The terms ‘landlord and ‘tenant’ are often used for the purposes of discussing long leases in this context, and simply refer to the freeholder and owner of the premises which is being discussed. It is often assumed that the tenant does not hold a share in the freehold and therefore is not entitled to demand a licence for alterations other than by the terms set out in their lease.
What is a licence for alterations?
A licence for alterations is a form of written consent from the landlord permitting the tenant to carry out work on the premises that they occupy. Any kind of written consent should suffice; however, it is in everyone’s best interest to formalise the agreement in a licence for alterations deed.
What are the benefits of a licence for alterations?
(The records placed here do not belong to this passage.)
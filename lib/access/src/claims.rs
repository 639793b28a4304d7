//! Verified identity assertion claims.

use chrono::{DateTime, Utc};

/// The decoded, verified fields of an identity assertion.
///
/// Produced by an [`IdTokenVerifier`](crate::provider::IdTokenVerifier)
/// after signature and nonce verification; read-only and scoped to a single
/// callback.
#[derive(Debug, Clone, PartialEq, Eq)]
pub struct IdentityClaims {
    /// The subject claim - the provider's stable unique identifier for the
    /// person.
    pub subject: String,
    /// The nonce embedded in the assertion.
    pub nonce: String,
    /// When the assertion was issued.
    pub issued_at: DateTime<Utc>,
    /// When the assertion expires.
    pub expires_at: DateTime<Utc>,
    /// Provider-specific principal-name claim, used as a username hint.
    pub upn: Option<String>,
}

impl IdentityClaims {
    /// Creates a new claim set.
    #[must_use]
    pub fn new(
        subject: String,
        nonce: String,
        issued_at: DateTime<Utc>,
        expires_at: DateTime<Utc>,
    ) -> Self {
        Self {
            subject,
            nonce,
            issued_at,
            expires_at,
            upn: None,
        }
    }

    /// Sets the principal-name claim.
    #[must_use]
    pub fn with_upn(mut self, upn: Option<String>) -> Self {
        self.upn = upn;
        self
    }

    /// Returns the principal used for restriction checks: the username hint
    /// when present, the subject otherwise.
    #[must_use]
    pub fn restriction_principal(&self) -> &str {
        self.upn.as_deref().unwrap_or(&self.subject)
    }
}

#[cfg(test)]
mod tests {
    use super::*;
    use chrono::Duration;

    fn claims(upn: Option<&str>) -> IdentityClaims {
        let now = Utc::now();
        IdentityClaims::new(
            "sub-123".to_string(),
            "nonce-abc".to_string(),
            now,
            now + Duration::hours(1),
        )
        .with_upn(upn.map(str::to_string))
    }

    #[test]
    fn restriction_principal_prefers_upn() {
        let claims = claims(Some("alice@example.com"));
        assert_eq!(claims.restriction_principal(), "alice@example.com");
    }

    #[test]
    fn restriction_principal_falls_back_to_subject() {
        let claims = claims(None);
        assert_eq!(claims.restriction_principal(), "sub-123");
    }
}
The benefits of doing this include:
- All parties will have clarity with regards to the exact type and amount of work being agreed to. This could include detailed plans and/or drawings
- A time limit can be imposed to ensure that the tenant is obliged to start and complete work within a reasonable and agreed upon timescale
- The landlord’s consent would usually be conditional upon the tenant obtaining planning permission or other required consent, at their cost
- The landlord may want to make sure that any work carried out is done so safely and responsibly and should make the tenant aware that this is their responsibility
- Both parties should make clear what the insurance obligations are, and agree upon terms to cover this
It is important that the work is formally documented, as the tenant will need this for any subsequent sale of the premises
Why is a licence for alterations required?
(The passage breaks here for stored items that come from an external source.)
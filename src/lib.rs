//! # climp
//!
//! A command-line image manipulator. One invocation reads one image, applies
//! one transformation and writes one file, then prints a confirmation line:
//!
//! ```text
//! $ climp ../pics/photo.jpg -o ./out.png blur -r 5
//! Blurred image saved as "./out.png"
//! ```
//!
//! # Architecture
//!
//! ```text
//! clap Cli ──► Operation ──► process::run_job ──► ImageBackend::load
//!                                   │                     │
//!                                   │              Operation::apply
//!                                   ▼                     │
//!                       naming::resolve_output ──► ImageBackend::save
//! ```
//!
//! The binary turns the parsed command line into a closed [`imaging::Operation`]
//! with validated parameters, resolves where the result goes, and hands both
//! to [`process`]. Pixel work never touches the filesystem, and file I/O sits
//! behind the [`imaging::ImageBackend`] trait so the job runner is tested with
//! a mock.
//!
//! # Module Map
//!
//! | Module | Role |
//! |--------|------|
//! | [`imaging`] | Operations, validated parameters, dimension math, the `image`-crate backend |
//! | [`ascii`] | Charsets and the ASCII art renderer |
//! | [`process`] | Runs a job: load → transform → save, or load → render text |
//! | [`naming`] | Output path and encoder format resolution |
//! | [`config`] | `climp.toml` loading, merging over stock defaults, validation |
//! | [`output`] | Confirmation lines printed to stdout |
//! | [`logging`] | `tracing` subscriber setup (stderr, pretty or JSON) |
//! | [`interactive`] | `--interactive` menu loop on top of [`process`] |
//!
//! # Design Decisions
//!
//! ## Confirmation On stdout, Diagnostics On stderr
//!
//! Scripts match on the confirmation line, so stdout carries only that line
//! (or the ASCII art itself with `ascii -v`). Logs, spinners and interactive
//! prompts all go to stderr.
//!
//! ## Failures Are Errors
//!
//! A run either writes its output and prints the confirmation, or exits
//! non-zero with nothing printed to stdout. Encoder failures remove the
//! partially written file.
//!
//! ## Output Format Follows The Extension
//!
//! `-o out.png` writes PNG, `-o out.webp` writes WebP. An extension with no
//! compiled-in encoder keeps the requested path but encodes with the fallback
//! format from `climp.toml` (stock: JPEG), and says so in a warning.

pub mod ascii;
pub mod config;
pub mod imaging;
pub mod interactive;
pub mod logging;
pub mod naming;
pub mod output;
pub mod process;

#[cfg(test)]
pub(crate) mod test_helpers;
It is often set out in modern long leases that the landlord will be responsible for the structural upkeep of the premises, and as a result the tenant is only responsible for the non-structural elements eg. plastering and floor coverings. This is not always the case, however in both situations the landlord’s consent is usually required before any alterations are made.
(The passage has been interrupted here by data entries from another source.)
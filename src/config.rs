//! Tool configuration module.
//!
//! Handles loading, validating, and merging `climp.toml`. Stock defaults are
//! overridden by a user file, which only needs the keys it wants to change.
//!
//! ## Config File Location
//!
//! 1. `--config <path>` on the command line (the file must exist)
//! 2. `climp.toml` in the current directory, if present
//! 3. Stock defaults
//!
//! ## Configuration Options
//!
//! ```toml
//! # All options are optional - defaults shown below
//!
//! [output]
//! suffix = "_edited"        # Appended to the input name when -o is omitted
//! fallback_format = "jpg"   # Used when the output extension is not writable
//! quality = 90              # JPEG quality (1-100)
//!
//! [monochrome]
//! threshold = 128.0         # Default luminance cut-off for monochrome_ugly
//!
//! [ascii]
//! width = 80                # Default column count for ascii
//! charset = "default"       # Named charset or literal glyphs
//!
//! [processing]
//! max_threads = 4           # Max worker threads (omit for auto = CPU cores)
//!
//! [logging]
//! level = "warn"            # trace | debug | info | warn | error
//! format = "pretty"         # pretty | json
//! ```
//!
//! Unknown keys are rejected to catch typos early.

use crate::imaging::writable_format;
use image::ImageFormat;
use serde::{Deserialize, Serialize};
use std::fs;
use std::path::Path;
use thiserror::Error;

/// File name looked up in the working directory when `--config` is absent.
pub const CONFIG_FILE_NAME: &str = "climp.toml";

const LOG_LEVELS: &[&str] = &["trace", "debug", "info", "warn", "error"];

#[derive(Error, Debug)]
pub enum ConfigError {
    #[error("IO error: {0}")]
    Io(#[from] std::io::Error),
    #[error("TOML parse error: {0}")]
    Toml(#[from] toml::de::Error),
    #[error("Config validation error: {0}")]
    Validation(String),
}

/// Tool configuration loaded from `climp.toml`.
///
/// All fields have sensible defaults. User config files need only specify
/// the values they want to override. Unknown keys are rejected.
#[derive(Debug, Clone, Default, PartialEq, Serialize, Deserialize)]
#[serde(default, deny_unknown_fields)]
pub struct ClimpConfig {
    /// Output naming and encoding.
    pub output: OutputConfig,
    /// Defaults for `monochrome_ugly`.
    pub monochrome: MonochromeConfig,
    /// Defaults for `ascii`.
    pub ascii: AsciiConfig,
    /// Parallel processing settings.
    pub processing: ProcessingConfig,
    /// Log level and format.
    pub logging: LoggingConfig,
}

impl ClimpConfig {
    /// Validate config values are within acceptable ranges.
    pub fn validate(&self) -> Result<(), ConfigError> {
        if !(1..=100).contains(&self.output.quality) {
            return Err(ConfigError::Validation(
                "output.quality must be 1-100".into(),
            ));
        }
        if self.output.suffix.is_empty() {
            return Err(ConfigError::Validation(
                "output.suffix must not be empty (it would overwrite the input)".into(),
            ));
        }
        if writable_format(&self.output.fallback_format).is_none() {
            return Err(ConfigError::Validation(format!(
                "output.fallback_format '{}' is not a writable image format",
                self.output.fallback_format
            )));
        }
        if !self.monochrome.threshold.is_finite() {
            return Err(ConfigError::Validation(
                "monochrome.threshold must be a finite number".into(),
            ));
        }
        if self.ascii.width == 0 {
            return Err(ConfigError::Validation(
                "ascii.width must be at least 1".into(),
            ));
        }
        if self.ascii.charset.is_empty() {
            return Err(ConfigError::Validation(
                "ascii.charset must not be empty".into(),
            ));
        }
        if self.processing.max_threads == Some(0) {
            return Err(ConfigError::Validation(
                "processing.max_threads must be at least 1".into(),
            ));
        }
        if !LOG_LEVELS.contains(&self.logging.level.as_str()) {
            return Err(ConfigError::Validation(format!(
                "logging.level must be one of {}",
                LOG_LEVELS.join(", ")
            )));
        }
        Ok(())
    }
}

/// Output naming and encoding settings.
#[derive(Debug, Clone, PartialEq, Serialize, Deserialize)]
#[serde(default, deny_unknown_fields)]
pub struct OutputConfig {
    /// Appended to the input file stem when no `-o` is given.
    pub suffix: String,
    /// Extension whose format is used when the requested one can't be written.
    pub fallback_format: String,
    /// JPEG encoding quality.
    pub quality: u32,
}

impl OutputConfig {
    /// The fallback as an encoder format. Validated configs always resolve.
    pub fn fallback(&self) -> ImageFormat {
        writable_format(&self.fallback_format).unwrap_or(ImageFormat::Jpeg)
    }
}

impl Default for OutputConfig {
    fn default() -> Self {
        Self {
            suffix: "_edited".to_string(),
            fallback_format: "jpg".to_string(),
            quality: 90,
        }
    }
}

#[derive(Debug, Clone, PartialEq, Serialize, Deserialize)]
#[serde(default, deny_unknown_fields)]
pub struct MonochromeConfig {
    pub threshold: f32,
}

impl Default for MonochromeConfig {
    fn default() -> Self {
        Self { threshold: 128.0 }
    }
}

#[derive(Debug, Clone, PartialEq, Serialize, Deserialize)]
#[serde(default, deny_unknown_fields)]
pub struct AsciiConfig {
    /// Column count used when neither `--width` nor `--height` is given.
    pub width: u32,
    /// Named charset (see [`crate::ascii::charsets`]) or literal glyphs.
    pub charset: String,
}

impl Default for AsciiConfig {
    fn default() -> Self {
        Self {
            width: 80,
            charset: "default".to_string(),
        }
    }
}

/// Parallel processing settings.
#[derive(Debug, Clone, Default, PartialEq, Serialize, Deserialize)]
#[serde(default, deny_unknown_fields)]
pub struct ProcessingConfig {
    /// Maximum number of worker threads for per-pixel transforms.
    /// When absent, defaults to the number of CPU cores.
    /// Values larger than the core count are clamped down.
    pub max_threads: Option<usize>,
}

/// Resolve the effective thread count from config.
///
/// - `None` → use all available cores
/// - `Some(n)` → use `min(n, cores)` (user can constrain down, not up)
pub fn effective_threads(config: &ProcessingConfig) -> usize {
    let cores = std::thread::available_parallelism()
        .map(|n| n.get())
        .unwrap_or(1);
    config.max_threads.map(|n| n.min(cores)).unwrap_or(cores)
}

#[derive(Debug, Clone, Copy, Default, PartialEq, Eq, Serialize, Deserialize)]
#[serde(rename_all = "lowercase")]
pub enum LogFormat {
    #[default]
    Pretty,
    Json,
}

#[derive(Debug, Clone, PartialEq, Serialize, Deserialize)]
#[serde(default, deny_unknown_fields)]
pub struct LoggingConfig {
    pub level: String,
    pub format: LogFormat,
}

impl Default for LoggingConfig {
    fn default() -> Self {
        Self {
            level: "warn".to_string(),
            format: LogFormat::Pretty,
        }
    }
}

// =============================================================================
// Config loading, merging, and validation
// =============================================================================

/// Returns the stock default config as a `toml::Value::Table`.
///
/// This is the canonical representation of all default values, used as the
/// base layer for merging user overrides on top.
pub fn stock_defaults_value() -> toml::Value {
    toml::Value::try_from(ClimpConfig::default()).expect("default config must serialize")
}

/// Recursively merge `overlay` on top of `base`.
///
/// - Tables are merged key-by-key (overlay keys override base keys).
/// - Non-table values in overlay replace base values entirely.
/// - Keys in base that are not in overlay are preserved.
pub fn merge_toml(base: toml::Value, overlay: toml::Value) -> toml::Value {
    match (base, overlay) {
        (toml::Value::Table(mut base_table), toml::Value::Table(overlay_table)) => {
            for (key, overlay_val) in overlay_table {
                let merged = match base_table.remove(&key) {
                    Some(base_val) => merge_toml(base_val, overlay_val),
                    None => overlay_val,
                };
                base_table.insert(key, merged);
            }
            toml::Value::Table(base_table)
        }
        (_, overlay) => overlay,
    }
}

/// Read a config file as a raw TOML value.
pub fn load_raw_config(path: &Path) -> Result<toml::Value, ConfigError> {
    let content = fs::read_to_string(path)?;
    Ok(toml::from_str(&content)?)
}

/// Merge an optional overlay onto a base value, then deserialize and validate.
pub fn resolve_config(
    base: toml::Value,
    overlay: Option<toml::Value>,
) -> Result<ClimpConfig, ConfigError> {
    let merged = match overlay {
        Some(ov) => merge_toml(base, ov),
        None => base,
    };
    let config: ClimpConfig = merged.try_into()?;
    config.validate()?;
    Ok(config)
}

/// Load the effective configuration.
///
/// An explicit path must exist. Otherwise `climp.toml` in `dir` is used when
/// present, and stock defaults when not.
pub fn load_config(explicit: Option<&Path>, dir: &Path) -> Result<ClimpConfig, ConfigError> {
    let overlay = match explicit {
        Some(path) => Some(load_raw_config(path)?),
        None => {
            let path = dir.join(CONFIG_FILE_NAME);
            if path.exists() {
                Some(load_raw_config(&path)?)
            } else {
                None
            }
        }
    };
    resolve_config(stock_defaults_value(), overlay)
}

/// Returns a fully-commented stock `climp.toml` with all keys and explanations.
///
/// Used by the `--gen-config` flag.
pub fn stock_config_toml() -> &'static str {
    r##"# climp configuration
# ===================
# All settings are optional. Remove or comment out any you don't need.
# Values shown below are the defaults.
#
# climp reads ./climp.toml when present, or the file given with --config.
# Unknown keys will cause an error.

# ---------------------------------------------------------------------------
# Output naming and encoding
# ---------------------------------------------------------------------------
[output]
# Appended to the input file name when -o is not given:
#   photo.jpg -> photo_edited.jpg
suffix = "_edited"

# Format used when the output extension is missing or can't be written.
# Any of: jpg, png, tiff, webp, gif, bmp
fallback_format = "jpg"

# JPEG quality (1-100). Other formats are lossless.
quality = 90

# ---------------------------------------------------------------------------
# monochrome_ugly
# ---------------------------------------------------------------------------
[monochrome]
# Luminance (0-255) at or above which a pixel turns white.
# Overridden per run with -t/--threshold.
threshold = 128.0

# ---------------------------------------------------------------------------
# ascii
# ---------------------------------------------------------------------------
[ascii]
# Columns used when neither --width nor --height is given.
width = 80

# Named charset: default, block, emoji, russian, slight.
# Any other string is used literally, darkest glyph first.
charset = "default"

# ---------------------------------------------------------------------------
# Parallel processing
# ---------------------------------------------------------------------------
[processing]
# Maximum worker threads for per-pixel transforms.
# Omit to use all CPU cores. Values above the core count are clamped.
# max_threads = 4

# ---------------------------------------------------------------------------
# Logging (written to stderr)
# ---------------------------------------------------------------------------
[logging]
# trace | debug | info | warn | error
# --verbose forces debug; the CLIMP_LOG environment variable overrides both.
level = "warn"

# pretty | json  (--log-json forces json)
format = "pretty"
"##
}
The terms set out in the lease are key to understanding what alterations can be made without the landlord’s consent. Often, any and all structural changes require consent from the landlord. External changes, additions or alterations to services such as gas and electric are also usually restricted. Non-structural changes will often be permitted with prior consent form the landlord, and the lease should state that the landlord’s consent should not be unreasonably withheld.
The terms and format of leases will vary, and particular attention should be paid by the tenants to ensure that all alterations are within the terms stated in the lease.
Can Landlords charge for consent?
When drafting a lease, landlords will often make provisions regarding the payment or fees for consent to alterations. If a legal professional is instructed early in the process, they can usually obtain assurance from the tenant’s solicitors or funds from the tenant to cover any legal costs. A landlord may charge an administrative fee for consenting to the arrangements on top of their legal costs, however this may not be an ‘unreasonable’ amount.
What happens if a tenant has made alterations without the landlord’s consent?
If a tenant has made alterations without the landlord’s consent, or made alterations which breach the terms of the lease, they may approach the landlord for a retrospective licence for alterations. In these situations, the landlord may charge extra administrative fees or a premium because the tenant is in a difficult situation.
What other obligations does the landlord have?
Time is essential when a tenant asks for a licence for alterations, as a delay in response from the landlord would give the tenant grounds to apply to the court if the landlord has unreasonably withheld consent.